# Validity And Reliability Of The Likert Scale Psychology Essay

Common definition for measurement is the process of determining the magnitude of a quantity, for example length, temperature, or mass. This magnitude is represented by a unit of measurement, such as a meter, Celsius or a kilogram. On the other hand, measurement is also known as a procedure for assigning symbols, letters, or numbers to empirical properties of variables. However, in research, measurement is defined as the process of observing and recording the observations that are collected as part of a research effort (http://www.socialresearchmethods.net/kb/measure.php). The “levels of measurement”, or also known as scales of measure are the term that normally refer to the theory of scale which was founded and developed by the psychologist Stanley Smith Stevens in 1946. (http://en.wikipedia.org/wiki/Level_of_measurement). His theory in an article named “On the theory of scales of measurement”, Stevens proposed that scientifically, all measurement can be classified into four different types of scales namely “nominal”, “ordinal”, “interval” and “ratio”.

The measurement scale was first derived from the field of psychology with measuring the attitude. Attitude measurement differs from scholars to another. Earlier attitude measurement is championed amongst others by Louis Leon Thurstone in 1928, Louis H. Guttman in 1916, and Rensis Likert in 1932. Their measurement techniques are known as Thurstone Scale, Guttman scale, and Likert scale respectively.

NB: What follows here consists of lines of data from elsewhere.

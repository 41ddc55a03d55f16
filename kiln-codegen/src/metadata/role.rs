//! Domain role classification.

use kiln_core::split_words;
use kiln_ir::{ClassModel, DomainRole, RoleHint};

const USER_WORDS: &[&str] = &["User", "Account"];
const USER_FIELDS: &[&str] = &["email", "username"];
const SHIPMENT_WORDS: &[&str] = &["Shipment", "Parcel", "Package", "Delivery", "Colis"];
const TRACKING_PREFIX: &str = "tracking";

/// Structural signals the role classification looks at.
#[derive(Debug, Clone, Copy, PartialEq, Eq, Default)]
pub struct RoleSignals {
    pub user_name: bool,
    pub user_field: bool,
    pub shipment_name: bool,
    pub tracking_field: bool,
    pub stateful: bool,
}

impl RoleSignals {
    pub fn of(class: &ClassModel) -> Self {
        let last_word = split_words(&class.name).pop().unwrap_or_default();
        let names = || class.attributes.iter().map(|a| a.name.to_ascii_lowercase());

        Self {
            user_name: USER_WORDS.contains(&last_word.as_str()),
            user_field: names().any(|name| USER_FIELDS.contains(&name.as_str())),
            shipment_name: SHIPMENT_WORDS.contains(&last_word.as_str()),
            tracking_field: names().any(|name| name.starts_with(TRACKING_PREFIX)),
            stateful: class.is_stateful(),
        }
    }

    fn is_user(&self) -> bool {
        self.user_name && self.user_field
    }

    fn is_shipment(&self) -> bool {
        self.stateful && self.shipment_name && self.tracking_field
    }
}

/// Classify a class into a domain role.
///
/// Detection needs both a naming signal and a structural one. Anything
/// short of one full match yields [`DomainRole::Generic`]. An explicit
/// hint always wins.
pub fn detect_role(
    class: &ClassModel,
    hint: Option<RoleHint>,
    delivered_state: &str,
    picked_up_state: &str,
) -> DomainRole {
    let shipment = || DomainRole::ShipmentLike {
        delivered_state: delivered_state.to_string(),
        picked_up_state: picked_up_state.to_string(),
    };

    match hint {
        Some(RoleHint::Generic) => return DomainRole::Generic,
        Some(RoleHint::User) => return DomainRole::UserLike,
        Some(RoleHint::Shipment) => return shipment(),
        None => {}
    }

    let signals = RoleSignals::of(class);
    match (signals.is_user(), signals.is_shipment()) {
        (true, false) => DomainRole::UserLike,
        (false, true) => shipment(),
        _ => DomainRole::Generic,
    }
}

#[cfg(test)]
mod tests {
    use kiln_ir::{Attribute, SemanticType};

    use super::*;

    fn detect(class: &ClassModel) -> DomainRole {
        detect_role(class, None, "DELIVERED", "PICKED_UP")
    }

    fn attr(name: &str) -> Attribute {
        Attribute::new(name, SemanticType::String)
    }

    #[test]
    fn test_user_like() {
        let user = ClassModel::new("User").attribute(attr("email"));
        assert_eq!(detect(&user), DomainRole::UserLike);

        let account = ClassModel::new("CustomerAccount").attribute(attr("username"));
        assert_eq!(detect(&account), DomainRole::UserLike);
    }

    #[test]
    fn test_user_name_without_field_is_generic() {
        let user = ClassModel::new("User").attribute(attr("nickname"));
        assert_eq!(detect(&user), DomainRole::Generic);
    }

    #[test]
    fn test_composite_name_is_generic() {
        // "User" is not the last word
        let prefs = ClassModel::new("UserPreferences").attribute(attr("email"));
        assert_eq!(detect(&prefs), DomainRole::Generic);
    }

    #[test]
    fn test_shipment_like() {
        let parcel = ClassModel::new("Parcel")
            .attribute(attr("status"))
            .attribute(attr("trackingNumber"));
        assert_eq!(
            detect(&parcel),
            DomainRole::ShipmentLike {
                delivered_state: "DELIVERED".into(),
                picked_up_state: "PICKED_UP".into(),
            }
        );
    }

    #[test]
    fn test_shipment_requires_state() {
        let parcel = ClassModel::new("Parcel").attribute(attr("trackingNumber"));
        assert_eq!(detect(&parcel), DomainRole::Generic);
    }

    #[test]
    fn test_shipment_requires_tracking() {
        let parcel = ClassModel::new("Parcel").with_state(None);
        assert_eq!(detect(&parcel), DomainRole::Generic);
    }

    #[test]
    fn test_hint_wins() {
        let tag = ClassModel::new("Tag");
        assert_eq!(
            detect_role(&tag, Some(RoleHint::User), "D", "P"),
            DomainRole::UserLike
        );

        let user = ClassModel::new("User").attribute(attr("email"));
        assert_eq!(
            detect_role(&user, Some(RoleHint::Generic), "D", "P"),
            DomainRole::Generic
        );
    }
}
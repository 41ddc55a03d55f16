//! Spring stack adapter.

use kiln_codegen::{
    generators::ClassPlan,
    stack::{Layout, NamingConvention, StackAdapter, TypeTable},
};
use kiln_core::ArtifactKind;
use kiln_ir::{CascadeType, FetchType, ProjectMeta};

use crate::{
    JAVA_NAMING, JAVA_TYPES,
    files::{ControllerJava, EntityJava, RepositoryJava, ServiceJava},
    java,
};

/// Spring Boot adapter: JPA entities, Spring Data repositories, services and
/// REST controllers.
#[derive(Debug, Clone, Copy, Default)]
pub struct SpringAdapter;

impl SpringAdapter {
    pub fn new() -> Self {
        Self
    }
}

impl StackAdapter for SpringAdapter {
    fn name(&self) -> &'static str {
        "spring"
    }

    fn type_table(&self) -> &TypeTable {
        &JAVA_TYPES
    }

    fn naming(&self) -> &NamingConvention {
        &JAVA_NAMING
    }

    fn layout(&self, project: &ProjectMeta) -> Layout {
        let package = java::base_package(project).replace('.', "/");
        Layout {
            root: format!("src/main/java/{}", package),
            entity_dir: ArtifactKind::Entity.as_str().into(),
            repository_dir: ArtifactKind::Repository.as_str().into(),
            service_dir: ArtifactKind::Service.as_str().into(),
            controller_dir: ArtifactKind::Controller.as_str().into(),
            extension: "java",
        }
    }

    fn file_stem(&self, class_name: &str, kind: ArtifactKind) -> String {
        let class = JAVA_NAMING.type_name(class_name);
        match kind {
            ArtifactKind::Entity => class,
            ArtifactKind::Repository => format!("{}Repository", class),
            ArtifactKind::Service => format!("{}Service", class),
            ArtifactKind::Controller => format!("{}Controller", class),
        }
    }

    fn cascade_vocabulary(&self, cascade: CascadeType) -> Option<&'static str> {
        java::cascade_type(cascade)
    }

    fn fetch_vocabulary(&self, fetch: FetchType) -> Option<&'static str> {
        java::fetch_type(fetch)
    }

    fn render_entity(&self, project: &ProjectMeta, plan: &ClassPlan) -> String {
        EntityJava::new(project, plan).render()
    }

    fn render_repository(&self, project: &ProjectMeta, plan: &ClassPlan) -> String {
        RepositoryJava::new(project, plan).render()
    }

    fn render_service(&self, project: &ProjectMeta, plan: &ClassPlan) -> String {
        ServiceJava::new(project, plan).render()
    }

    fn render_controller(&self, project: &ProjectMeta, plan: &ClassPlan) -> String {
        ControllerJava::new(project, plan).render()
    }
}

In psychology field, Thurstone was the first to develop the measurement for measuring an attitude and it was the first formal technique applied during which to measure attitudes of those people towards their religion. This scale was implemented using the issues that have been translated into statement which posses numerical value. This numerical value would be used by these people to indicate their judgment of either favorable or unfavorable. However, Thurstone scale of attitude measurement is normally be used with empirical behaviors of agree-disagree responses. It is equal-appearing intervals constructed from a big pool of statements or issues regarding an attitude that are ranging from strongly negative via neutral to strongly positive. Besides being one of the first, Thurstone was the most renowned productive scaling theorist. He had invented three famous different methods known as the method of equal-appearing intervals, successive intervals, and the paired comparisons. These methods are used to develop a unidimensional scale.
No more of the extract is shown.